IT Service Portals and Human-Centered Design

By

Andrew Graf

If you are working within an IT Service Management team, you have probably sat in many meetings where you are discussing how can we drive self-service portal adoption? You may have put up posters, sent out emails, tracked usage, redirected inbound service requests – and yet, you are not there – but why? Some teams are looking deeper and incorporating human-centered design to help drive IT self-service portal adoption.

Human-Centered Design (HCD) is a design and management framework that involves the human perspective in all steps of the problem-solving process. It’s about making products, systems, and services more usable, and thus more effective, by focusing on the needs, desires, and limitations of the end user.

In human-centered design, it’s important to drop any preconceived notions you might have about users and their needs. Instead, you learn about users’ needs and challenges by observing and talking with them. Rather than having a specific outcome in mind, human-centered design calls for keeping your mind open to various possible solutions.

This approach is one many organizations use when implementing self-service portals as part of their IT Service Management (ITSM) and Enterprise Service Management (ESM) strategies.

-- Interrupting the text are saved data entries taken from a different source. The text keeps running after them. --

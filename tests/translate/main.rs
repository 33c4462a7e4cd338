//! Behaviour of the public translation API, end to end.

use std::sync::{Arc, Mutex};

use phrasebook::core::{
    CollectingSink, Dictionary, LocaleCode, Phrase, PhraseTree, Provider, StaticEnvironment,
    TranslationData, VariantMap, Warning,
};
use pretty_assertions::assert_eq;
use serde_json::{Value, json};

fn dictionary(locale: &str, value: Value) -> Dictionary {
    Dictionary::from_json(locale, &value).unwrap()
}

fn provider_with(dictionaries: Vec<Dictionary>, sink: &CollectingSink) -> Provider {
    Provider::builder()
        .dictionaries(dictionaries)
        .environment(StaticEnvironment::empty())
        .warnings(sink.clone())
        .build()
}

fn sample() -> Vec<Dictionary> {
    vec![
        dictionary(
            "en",
            json!({
                "title": "Catalogue",
                "hello": "Hello {{name}}",
                "cart": {"items": {"0": "empty", "1": "one", "5": "a few", "10": "many"}}
            }),
        ),
        dictionary("de", json!({"title": "Katalog", "hello": "Hallo {{name}}"})),
    ]
}

#[test]
fn plain_phrase_is_returned_unmodified() {
    let sink = CollectingSink::new();
    let provider = provider_with(sample(), &sink);

    assert_eq!(provider.translate("title", None, Some("en")), "Catalogue");
    assert_eq!(provider.translate("title", None, Some("de")), "Katalog");
    assert!(sink.warnings().is_empty());
}

#[test]
fn variant_selection_takes_greatest_threshold_not_above_count() {
    let sink = CollectingSink::new();
    let provider = provider_with(sample(), &sink);

    let cases: [(f64, &str); 6] = [
        (0.0, "empty"),
        (1.0, "one"),
        (4.0, "one"),
        (5.0, "a few"),
        (7.5, "a few"),
        (100.0, "many"),
    ];
    for (count, expected) in cases {
        let data = TranslationData::new().with_count(count);
        assert_eq!(
            provider.translate("cart.items.[...]", Some(&data), Some("en")),
            expected,
            "count = {count}"
        );
    }
}

#[test]
fn variant_map_select_matches_provider() {
    let variants =
        VariantMap::from_entries([("0", "a"), ("1", "b"), ("5", "c"), ("10", "d")]).unwrap();
    assert_eq!(variants.select(Some(4.0)), "b");
    assert_eq!(variants.select(Some(10.0)), "d");
    assert_eq!(variants.select(None), "b");
}

#[test]
fn translate_is_idempotent() {
    let sink = CollectingSink::new();
    let provider = provider_with(sample(), &sink);
    let data = TranslationData::new().with("name", "Ada");

    let first = provider.translate("hello", Some(&data), None);
    let second = provider.translate("hello", Some(&data), None);
    assert_eq!(first, second);
    assert_eq!(provider.get_language(), Some(&LocaleCode::new("en")));
}

#[test]
fn set_language_round_trip() {
    let sink = CollectingSink::new();
    let mut provider = provider_with(sample(), &sink);

    assert!(provider.set_language("DE"));
    assert_eq!(provider.get_language().map(LocaleCode::as_str), Some("de"));

    assert!(!provider.set_language("fr"));
    assert_eq!(provider.get_language().map(LocaleCode::as_str), Some("de"));
    assert_eq!(
        sink.take(),
        vec![Warning::UnknownLocale {
            locale: LocaleCode::new("fr")
        }]
    );
}

#[test]
fn unknown_token_returns_token() {
    let sink = CollectingSink::new();
    let provider = provider_with(sample(), &sink);

    assert_eq!(
        provider.translate("does.not.exist", None, None),
        "does.not.exist"
    );
    assert_eq!(sink.take().len(), 1);
}

#[test]
fn interpolation_with_and_without_value() {
    let sink = CollectingSink::new();
    let provider = provider_with(sample(), &sink);

    let data = TranslationData::from_value(json!({"name": "World"}));
    assert_eq!(provider.translate("hello", Some(&data), None), "Hello World");
    assert_eq!(
        provider.translate("hello", Some(&TranslationData::new()), None),
        "Hello undefined"
    );
}

#[test]
fn context_phrase_receives_ctx() {
    let tree = PhraseTree::new().with(
        "(context)",
        Phrase::context(|ctx| {
            if ctx.as_bool() == Some(true) {
                "Test True".to_string()
            } else {
                "Test False".to_string()
            }
        }),
    );
    let sink = CollectingSink::new();
    let provider = provider_with(vec![Dictionary::new("en", tree)], &sink);

    let yes = TranslationData::new().with_ctx(true);
    let no = TranslationData::new().with_ctx(false);
    assert_eq!(provider.translate("(context)", Some(&yes), None), "Test True");
    assert_eq!(provider.translate("(context)", Some(&no), None), "Test False");
    assert_eq!(provider.translate("(context)", None, None), "Test False");
}

#[test]
fn locale_codes_are_case_insensitive() {
    let sink = CollectingSink::new();
    let provider = provider_with(vec![dictionary("EN", json!({"a": "A"}))], &sink);

    assert_eq!(provider.translate("a", None, Some("en")), "A");
    assert_eq!(provider.translate("a", None, Some("En")), "A");
    assert!(sink.warnings().is_empty());
}

#[test]
fn initial_locale_prefers_default_then_ambient() {
    let sink = CollectingSink::new();

    let explicit = Provider::builder()
        .dictionaries(sample())
        .default_locale("de")
        .environment(StaticEnvironment::new(["en-US"]))
        .warnings(sink.clone())
        .build();
    assert_eq!(explicit.get_language().map(LocaleCode::as_str), Some("de"));

    let ambient = Provider::builder()
        .dictionaries(sample())
        .environment(StaticEnvironment::new(["fr-FR", "de-AT"]))
        .warnings(sink.clone())
        .build();
    assert_eq!(ambient.get_language().map(LocaleCode::as_str), Some("de"));

    assert!(sink.warnings().is_empty());
}

#[test]
fn listeners_follow_successful_changes_only() {
    let sink = CollectingSink::new();
    let mut provider = provider_with(sample(), &sink);
    let seen = Arc::new(Mutex::new(Vec::new()));

    let recorder = Arc::clone(&seen);
    let subscription = provider.on_language_changed(move |locale| {
        recorder.lock().unwrap().push(locale.to_string());
    });

    provider.set_language("de");
    provider.set_language("xx");
    provider.set_language("en");
    assert!(provider.unsubscribe(subscription));
    provider.set_language("de");

    assert_eq!(*seen.lock().unwrap(), vec!["de", "en"]);
}

#[test]
fn quiet_provider_reports_nothing() {
    let sink = CollectingSink::new();
    let mut provider = Provider::builder()
        .quiet(true)
        .environment(StaticEnvironment::empty())
        .warnings(sink.clone())
        .build();

    assert_eq!(provider.translate("x", None, None), "x");
    assert!(!provider.set_language("en"));
    assert!(sink.warnings().is_empty());
}

#[test]
fn translator_binds_current_locale() {
    let sink = CollectingSink::new();
    let provider = provider_with(sample(), &sink);
    let t = provider.translator();

    let data = TranslationData::new().with("name", "Ada");
    assert_eq!(t("hello", Some(&data)), "Hello Ada");
    assert_eq!(t("title", None), "Catalogue");
}

#[test]
fn numeric_keys_can_be_addressed_directly() {
    let sink = CollectingSink::new();
    let provider = provider_with(
        vec![dictionary(
            "en",
            json!({"errors": {"404": "Not found", "500": "Server error"}}),
        )],
        &sink,
    );

    assert_eq!(provider.translate("errors.404", None, None), "Not found");
    assert_eq!(
        provider.translate("errors.[...]", Some(&TranslationData::new().with_count(450)), None),
        "Not found"
    );
    assert!(sink.warnings().is_empty());
}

Implementing HCD requires empathy, a deep understanding of your users, and a willingness to iterate your solutions based on real-world feedback. But when done right, it can result in a more efficient, effective, and satisfying experience for all users.

Design Principals

Human-centered design is based a few fundamental principles that are applicable to the implementation of an IT service portal within an organization. They are as follows:

  • Users are involved in the design process from the very beginning. Critical design decisions are evaluated based on how they work for end-users.
  • Importance of requirement clarification. The team always tries to align business requirements with users’ needs.
  • Introducing user feedback loop in the product life cycle. The team collects and analyzes feedback from users regularly. This information helps the team to make more user-focused decisions.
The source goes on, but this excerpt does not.